FMP pre-tested the *9999 system in March, mimicking a cardiac arrest in Saigon Pearl. In June, the Family Medical Team also held a mass casualty trial involving the ambulances, closing its facilities to bring all doctors, emergency teams and dispatch teams to the District 1 clinic. Dr. Kot says the target time to reach a victim is 15 minutes in the daytime and 12 minutes in the night. As the ambulances have high-tech features such as links that transmit a patient’s vital signs to doctors in FMP’s clinics, Dr. Kot explains the most important distance is between the ambulance and victim rather than between the victim and hospital. “Once you reach the patients, the emergency becomes an urgency,” he says. The patient will also be taken to the most appropriate hospital for their condition— not necessarily an FMP clinic. FMP screened over 1,000 bilingual candidates to fill the roles of emergency operator, which will increase to a team of 12 in the coming months. Dr. Kot hired a drama teacher to conduct role playing exercises and drills to improve performance.
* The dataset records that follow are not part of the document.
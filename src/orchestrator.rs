//! Network provisioning orchestrator.
//!
//! This module coordinates the overall provisioning flow: stale-state
//! cleanup, subnet allocation, address and port planning, container
//! creation, and manifest generation. Any step failure aborts the remaining
//! steps; partially created runtime resources are not rolled back.

use std::path::PathBuf;

use color_eyre::eyre::{eyre, Result, WrapErr};
use log::info;

use crate::config::NetworkSpec;
use crate::ip::{allocate_network, assign_addresses, AddressTable, SubnetBase, SubnetPlan};
use crate::manifest::{
    build_known_hosts, write_knownhosts_json, write_knownhosts_txt, Protocol, KNOWNHOSTS_JSON,
    KNOWNHOSTS_TCP, KNOWNHOSTS_UDP,
};
use crate::ports::{plan_ports, PortPlan, DEFAULT_TCP_START, DEFAULT_UDP_START};
use crate::runtime::{ContainerRuntime, NetworkHandle, RuntimeError};
use crate::workdir;

/// Per-run identity and filesystem root, passed explicitly instead of read
/// from ambient process state.
#[derive(Debug, Clone)]
pub struct RunContext {
    /// Name of the invoking user; prefixes every runtime resource so
    /// concurrent users on a shared host do not clobber each other
    pub username: String,
    /// Directory holding one subdirectory per container
    pub working_dir: PathBuf,
}

impl RunContext {
    pub fn new(username: impl Into<String>, working_dir: impl Into<PathBuf>) -> Self {
        RunContext {
            username: username.into(),
            working_dir: working_dir.into(),
        }
    }

    /// The per-user network name, `<username>_network`
    pub fn network_name(&self) -> String {
        format!("{}_network", self.username)
    }

    /// The user-prefixed runtime name for a container
    pub fn container_name(&self, name: &str) -> String {
        format!("{}_{}", self.username, name)
    }

    /// The working directory owned by a container
    pub fn container_dir(&self, name: &str) -> PathBuf {
        self.working_dir.join(name)
    }
}

/// What a successful run produced
#[derive(Debug)]
pub struct ProvisionReport {
    pub network: NetworkHandle,
    pub subnet: SubnetPlan,
    pub addresses: AddressTable,
    pub ports: PortPlan,
    /// User-prefixed container names, in declaration order
    pub containers: Vec<String>,
}

/// Drives a full provisioning run against an injected container runtime.
pub struct NetworkOrchestrator<R: ContainerRuntime> {
    runtime: R,
    context: RunContext,
    subnet_base: SubnetBase,
    max_subnet_attempts: u32,
}

impl<R: ContainerRuntime> NetworkOrchestrator<R> {
    pub fn new(runtime: R, context: RunContext) -> Self {
        NetworkOrchestrator {
            runtime,
            context,
            subnet_base: SubnetBase::default(),
            max_subnet_attempts: crate::ip::DEFAULT_MAX_ATTEMPTS,
        }
    }

    /// Override the subnet search parameters.
    pub fn with_subnet_search(mut self, base: SubnetBase, max_attempts: u32) -> Self {
        self.subnet_base = base;
        self.max_subnet_attempts = max_attempts;
        self
    }

    /// Run the full provisioning flow for a validated specification.
    ///
    /// Step order: cleanup stale resources, allocate a subnet, plan all
    /// addresses and ports, create and connect containers one at a time in
    /// declaration order, then write the knownhosts manifests into every
    /// container directory.
    pub fn run(&self, spec: &NetworkSpec) -> Result<ProvisionReport> {
        spec.validate()
            .wrap_err("network specification failed validation")?;
        if !spec.solution_directory.is_dir() {
            return Err(eyre!(
                "solution directory '{}' does not exist",
                spec.solution_directory.display()
            ));
        }

        info!("Removing old containers...");
        self.cleanup_stale(spec)
            .wrap_err("failed to clean up stale resources")?;

        info!("Creating your network...");
        let (network, subnet) = allocate_network(
            &self.runtime,
            &self.context.network_name(),
            self.subnet_base,
            self.max_subnet_attempts,
        )
        .wrap_err("failed to allocate a network subnet")?;

        // Plan every address and port range up front so capacity violations
        // surface before any container exists.
        let addresses = assign_addresses(spec.containers.keys(), &subnet)
            .wrap_err("failed to assign container addresses")?;
        let ports = plan_ports(
            spec.containers
                .iter()
                .map(|(name, c)| (name, c.number_of_ports)),
            DEFAULT_TCP_START,
            DEFAULT_UDP_START,
        )
        .wrap_err("failed to partition port ranges")?;

        info!("Creating new containers...");
        let containers = self
            .create_containers(spec, &network, &addresses)
            .wrap_err("failed to create containers")?;

        self.write_manifests(spec, &addresses, &ports)
            .wrap_err("failed to write knownhosts manifests")?;

        Ok(ProvisionReport {
            network,
            subnet,
            addresses,
            ports,
            containers,
        })
    }

    /// Remove same-named containers and the per-user network left over from
    /// a previous run. Absence of a stale resource is success; every other
    /// error is fatal.
    fn cleanup_stale(&self, spec: &NetworkSpec) -> Result<()> {
        for name in spec.containers.keys() {
            let full_name = self.context.container_name(name);
            match self.runtime.get_container(&full_name) {
                Ok(stale) => {
                    info!("Removing stale container {}", stale.name);
                    self.runtime.remove_container(&stale.name, true)?;
                }
                Err(RuntimeError::NotFound { .. }) => continue,
                Err(error) => return Err(error.into()),
            }
        }

        let network_name = self.context.network_name();
        match self.runtime.remove_network(&network_name) {
            Ok(()) => info!("Removed stale network {}", network_name),
            Err(RuntimeError::NotFound { .. }) => {}
            Err(error) => return Err(error.into()),
        }
        Ok(())
    }

    /// Create each container in declaration order: materialize its working
    /// directory, copy the solution tree into it, create the container with
    /// the directory bind-mounted read-write at the identical path, and
    /// connect it to the network at its planned address with the bare name
    /// as a DNS alias.
    fn create_containers(
        &self,
        spec: &NetworkSpec,
        network: &NetworkHandle,
        addresses: &AddressTable,
    ) -> Result<Vec<String>> {
        let mut created = Vec::with_capacity(spec.containers.len());
        for (name, container_spec) in spec.containers.iter() {
            let container_dir = self.context.container_dir(name);
            std::fs::create_dir_all(&container_dir).wrap_err_with(|| {
                format!(
                    "failed to create container directory '{}'",
                    container_dir.display()
                )
            })?;
            workdir::copy_tree(&spec.solution_directory, &container_dir).wrap_err_with(|| {
                format!(
                    "failed to copy solution tree into '{}'",
                    container_dir.display()
                )
            })?;

            let full_name = self.context.container_name(name);
            let handle = self.runtime.create_container(
                &container_spec.image,
                &full_name,
                &container_dir,
                &container_dir,
                name,
            )?;

            let ip = addresses
                .get(name)
                .ok_or_else(|| eyre!("no address planned for container '{}'", name))?;
            self.runtime
                .connect_to_network(&handle, network, *ip, &[name])?;
            info!("Created container {} at {}", full_name, ip);
            created.push(full_name);
        }
        Ok(created)
    }

    /// Write the three knownhosts files into every container directory.
    /// Every container receives the complete network view.
    fn write_manifests(
        &self,
        spec: &NetworkSpec,
        addresses: &AddressTable,
        ports: &PortPlan,
    ) -> Result<()> {
        let known_hosts = build_known_hosts(addresses, ports)?;
        for name in spec.containers.keys() {
            let container_dir = self.context.container_dir(name);
            write_knownhosts_json(&container_dir.join(KNOWNHOSTS_JSON), &known_hosts)?;
            write_knownhosts_txt(&container_dir.join(KNOWNHOSTS_TCP), ports, Protocol::Tcp)?;
            write_knownhosts_txt(&container_dir.join(KNOWNHOSTS_UDP), ports, Protocol::Udp)?;
        }
        Ok(())
    }
}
The dispatch system is founded on ProQA technology from leading international EMR supplier Priority Dispatch, which has deployed similar systems to 1,600 call centers in over 52 countries. It identifies over 300 minor conditions from 36 chief complaints, ensuring the patients are properly diagnosed and the best resources for them will be at the scene. Furthermore, *9999 ambulances are the most equipped cars currently in service in Vietnam, containing telemedicine technology, extraction devices almost to every occasion and need, auto CPR units and the latest emergency equipment, which is used on par by leading OECD countries. The ambulances are far more equipped and modern than any in the region.

FMP’s service is subscription-based, with prices starting at VND575,000 per person per year for unlimited emergency calls.